Municipal spokesman Kupido Baron on Thursday confirmed the R13m figure and deadline for the first phase.
“There will be no traffic management as the bypass will tie into the existing road,” Baron said.
“The existing road leading into the 3rd Avenue dip will be blanked and all traffic will be directed from Restitution Avenue. Traffic will not be affected during construction.
“The road might be closed for a weekend to do the tie-in.”
A Wavelengths Construction site supervisor, who did not want to be named, said the aim was to ease traffic congestion in the dip and allow for an easier transition into phase two, which is the widening of the road from Continental Butchery to the start of the dip.
The third phase is construcstage of the suspension bridge which is about 30m long, according to the supervisor.
“We are busy constructing a temporary bypass.

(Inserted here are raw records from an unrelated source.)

use std::collections::BTreeMap;
use std::path::PathBuf;
use std::time::Duration;

use chrono::{DateTime, Utc};
use cvm_backend::{CvmError, VersionId};
use cvm_platform::CvmPaths;
use log::{debug, warn};
use serde::{Deserialize, Serialize};

use crate::config::MANAGER_NAME;
use crate::fs::write_atomic;

pub const HISTORY_CAP: usize = 1000;
/// Maximum bytes kept from each of stdout and stderr.
pub const OUTPUT_BYTE_BUDGET: usize = 4096;
const TRUNCATION_SUFFIX: &str = "...[truncated]";

#[derive(Debug, Clone, PartialEq, Eq, Serialize, Deserialize)]
#[serde(rename_all = "camelCase")]
pub struct HistoryEntry {
    pub id: u64,
    pub version: VersionId,
    pub timestamp: DateTime<Utc>,
    pub command: String,
    /// Wall-clock duration in milliseconds.
    pub duration: u64,
    pub exit_code: i32,
    #[serde(default)]
    pub stdout: String,
    #[serde(default)]
    pub stderr: String,
}

impl HistoryEntry {
    pub fn duration(&self) -> Duration {
        Duration::from_millis(self.duration)
    }

    pub fn succeeded(&self) -> bool {
        self.exit_code == 0
    }
}

/// An invocation to record; the store assigns the id.
#[derive(Debug, Clone)]
pub struct NewEntry {
    pub version: VersionId,
    pub timestamp: DateTime<Utc>,
    pub command: String,
    pub duration: Duration,
    pub exit_code: i32,
    pub stdout: String,
    pub stderr: String,
}

#[derive(Debug, Clone, PartialEq)]
pub struct HistoryStats {
    pub total: usize,
    pub successes: usize,
    pub success_rate: f64,
    pub average_duration: Duration,
    pub per_version: BTreeMap<VersionId, usize>,
}

/// Size-capped invocation log stored as a single JSON array. Every append
/// rewrites the whole file.
#[derive(Debug, Clone)]
pub struct HistoryStore {
    path: PathBuf,
    manager_name: String,
}

impl HistoryStore {
    pub fn new(paths: &CvmPaths) -> Self {
        Self {
            path: paths.history_file(),
            manager_name: MANAGER_NAME.to_string(),
        }
    }

    pub fn load(&self) -> Result<Vec<HistoryEntry>, CvmError> {
        let content = match std::fs::read_to_string(&self.path) {
            Ok(content) => content,
            Err(e) if e.kind() == std::io::ErrorKind::NotFound => return Ok(Vec::new()),
            Err(e) => return Err(e.into()),
        };
        if content.trim().is_empty() {
            return Ok(Vec::new());
        }
        serde_json::from_str(&content).map_err(|e| CvmError::serialization_from("history", e))
    }

    fn save(&self, entries: &[HistoryEntry]) -> Result<(), CvmError> {
        let json = serde_json::to_string_pretty(entries)
            .map_err(|e| CvmError::serialization_from("history", e))?;
        write_atomic(&self.path, json.as_bytes())?;
        Ok(())
    }

    /// Invocations of the manager itself are not recorded.
    pub fn is_recordable(&self, command: &str) -> bool {
        command
            .split_whitespace()
            .next()
            .is_some_and(|program| program != self.manager_name)
    }

    /// Append an entry, evicting the oldest beyond [`HISTORY_CAP`] and
    /// renumbering survivors `1..=n`. Returns the stored entry, or `None`
    /// when the command is not recordable.
    pub fn append(&self, entry: NewEntry) -> Result<Option<HistoryEntry>, CvmError> {
        if !self.is_recordable(&entry.command) {
            debug!("Not recording manager command {:?}", entry.command);
            return Ok(None);
        }

        let mut entries = self.load()?;
        let next_id = entries.iter().map(|e| e.id).max().unwrap_or(0) + 1;
        entries.push(HistoryEntry {
            id: next_id,
            version: entry.version,
            timestamp: entry.timestamp,
            command: entry.command,
            duration: u64::try_from(entry.duration.as_millis()).unwrap_or(u64::MAX),
            exit_code: entry.exit_code,
            stdout: truncate_output(&entry.stdout),
            stderr: truncate_output(&entry.stderr),
        });

        if entries.len() > HISTORY_CAP {
            let excess = entries.len() - HISTORY_CAP;
            entries.drain(..excess);
            for (id, entry) in (1..).zip(entries.iter_mut()) {
                entry.id = id;
            }
            debug!("Dropped {excess} oldest history entries");
        }

        self.save(&entries)?;
        Ok(entries.last().cloned())
    }

    pub fn get(&self, id: u64) -> Result<HistoryEntry, CvmError> {
        self.load()?
            .into_iter()
            .find(|entry| entry.id == id)
            .ok_or_else(|| CvmError::HistoryEntryNotFound { id: id.to_string() })
    }

    /// The most recent `limit` entries, oldest first.
    pub fn recent(&self, limit: Option<usize>) -> Result<Vec<HistoryEntry>, CvmError> {
        let mut entries = self.load()?;
        if let Some(limit) = limit
            && entries.len() > limit
        {
            entries.drain(..entries.len() - limit);
        }
        Ok(entries)
    }

    /// Empty the log and return how many entries it held. An unreadable log
    /// is reset too, since clearing is how a damaged file gets repaired.
    pub fn clear(&self) -> Result<usize, CvmError> {
        let count = match self.load() {
            Ok(entries) => entries.len(),
            Err(e) => {
                warn!("Discarding unreadable history log {}: {e}", self.path.display());
                0
            }
        };
        self.save(&[])?;
        Ok(count)
    }

    pub fn stats(&self) -> Result<HistoryStats, CvmError> {
        Ok(compute_stats(&self.load()?))
    }
}

#[allow(clippy::cast_precision_loss)]
fn compute_stats(entries: &[HistoryEntry]) -> HistoryStats {
    let total = entries.len();
    let successes = entries.iter().filter(|e| e.succeeded()).count();
    let mut per_version = BTreeMap::new();
    for entry in entries {
        *per_version.entry(entry.version.clone()).or_insert(0) += 1;
    }

    let (success_rate, average_duration) = if total == 0 {
        (0.0, Duration::ZERO)
    } else {
        let total_ms: u64 = entries.iter().map(|e| e.duration).sum();
        (
            successes as f64 / total as f64 * 100.0,
            Duration::from_millis(total_ms / total as u64),
        )
    };

    HistoryStats {
        total,
        successes,
        success_rate,
        average_duration,
        per_version,
    }
}

/// Parse a user-supplied id such as `!42`. Zero, negative and non-numeric
/// ids can never exist, so they report the entry as not found.
pub fn parse_history_id(input: &str) -> Result<u64, CvmError> {
    let trimmed = input.trim();
    let digits = trimmed.strip_prefix('!').unwrap_or(trimmed);
    match digits.parse::<i64>() {
        Ok(id) if id > 0 => Ok(id.unsigned_abs()),
        _ => Err(CvmError::HistoryEntryNotFound {
            id: trimmed.to_string(),
        }),
    }
}

/// Cap `output` at [`OUTPUT_BYTE_BUDGET`] bytes on a character boundary.
pub fn truncate_output(output: &str) -> String {
    if output.len() <= OUTPUT_BYTE_BUDGET {
        return output.to_string();
    }
    let mut end = OUTPUT_BYTE_BUDGET;
    while !output.is_char_boundary(end) {
        end -= 1;
    }
    format!("{}{TRUNCATION_SUFFIX}", &output[..end])
}
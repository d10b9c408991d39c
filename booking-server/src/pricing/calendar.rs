//! Holiday Calendar
//!
//! The set of dates that trigger a rule's holiday multiplier. Injected
//! configuration (env / config file), never hardcoded in the pricing logic.

use chrono::NaiveDate;
use std::collections::HashSet;

/// Fixed set of holiday dates
#[derive(Debug, Clone, Default)]
pub struct HolidayCalendar {
    dates: HashSet<NaiveDate>,
}

impl HolidayCalendar {
    pub fn new(dates: impl IntoIterator<Item = NaiveDate>) -> Self {
        Self {
            dates: dates.into_iter().collect(),
        }
    }

    /// Parse a comma-separated `YYYY-MM-DD` list (the HOLIDAY_DATES env
    /// format). Unparseable entries are logged and skipped rather than
    /// failing startup.
    pub fn from_csv(csv: &str) -> Self {
        let mut dates = HashSet::new();
        for part in csv.split(',') {
            let part = part.trim();
            if part.is_empty() {
                continue;
            }
            match NaiveDate::parse_from_str(part, "%Y-%m-%d") {
                Ok(date) => {
                    dates.insert(date);
                }
                Err(e) => {
                    tracing::warn!("Ignoring invalid holiday date '{}': {}", part, e);
                }
            }
        }
        Self { dates }
    }

    pub fn is_holiday(&self, date: NaiveDate) -> bool {
        self.dates.contains(&date)
    }

    pub fn len(&self) -> usize {
        self.dates.len()
    }

    pub fn is_empty(&self) -> bool {
        self.dates.is_empty()
    }
}
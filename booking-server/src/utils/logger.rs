//! Logging Infrastructure
//!
//! Structured logging setup with support for both development and production environments.

use std::path::Path;

/// Initialize the logger
pub fn init_logger() {
    init_logger_with_file(None, None);
}

/// Initialize the logger with optional file output
pub fn init_logger_with_file(log_level: Option<&str>, log_dir: Option<&str>) {
    let level = log_level.unwrap_or("info");

    let subscriber = tracing_subscriber::fmt()
        .with_max_level(level.parse().unwrap_or(tracing::Level::INFO))
        .with_file(false)
        .with_line_number(false)
        .with_thread_ids(false)
        .with_target(false);

    // Add file output if log_dir is provided
    if let Some(dir) = log_dir {
        let log_path = Path::new(dir);
        if log_path.exists()
            && let Some(dir_str) = log_path.to_str()
        {
            let file_appender = tracing_appender::rolling::daily(dir_str, "booking-server");
            subscriber.with_writer(file_appender).init();
            return;
        }
    }

    subscriber.init();
}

“When this road is done, the entrance to the dip [from Alan Drive] will be closed.
“Everything will be done first – the new road will be opened closer to the end of the year,” he said.
“Phase two will kick in next year, but is dependent on funding. From what I understand, the bridge itself will be about R120-million.”
However, Baron said at this he was unable to confirm details of phase two and three as both were dependent on future budget allocation.
Baakens Valley Preservation Trust Committee member Steff Schenk said the trust understood development was inevitable, but the best interests of the valley should take preference.
“There needs to be political will from the municipality to ensure the job is done properly from start to finish and thereafter,” he said.
“Municipal inspectors should visit the sites during and after the developments to ensure contractors leave the sites in equal or better condition than when they arrived.
“I find there has been a total disregard when it comes to Baakens Valley.
“I assure you there isn’t a 100m stretch of valley that can still be called pristine.
“I don’t think this new road will help with traffic either.”
Schenk’s sentiments were echoed by Wildline and Urban Raptor founder Arnold Slabbert, who said an “ignorant approach” by the municipality had already affected the Baakens River.
“My concern is canalisation which seems to be the ignorant approach adopted by the municipality whereby the river is squeezed into narrow canals.
“Any construction in, close to, over, or under a river should be avoided,” Slabbert said.
“The Baakens River, however, has the misfortune of running through the city – and I sincerely hope the municipality has all its relayed paperwork in order.
This type of work in estuaries, rivers and other protected areas requires more than just an environmental impact assessment.”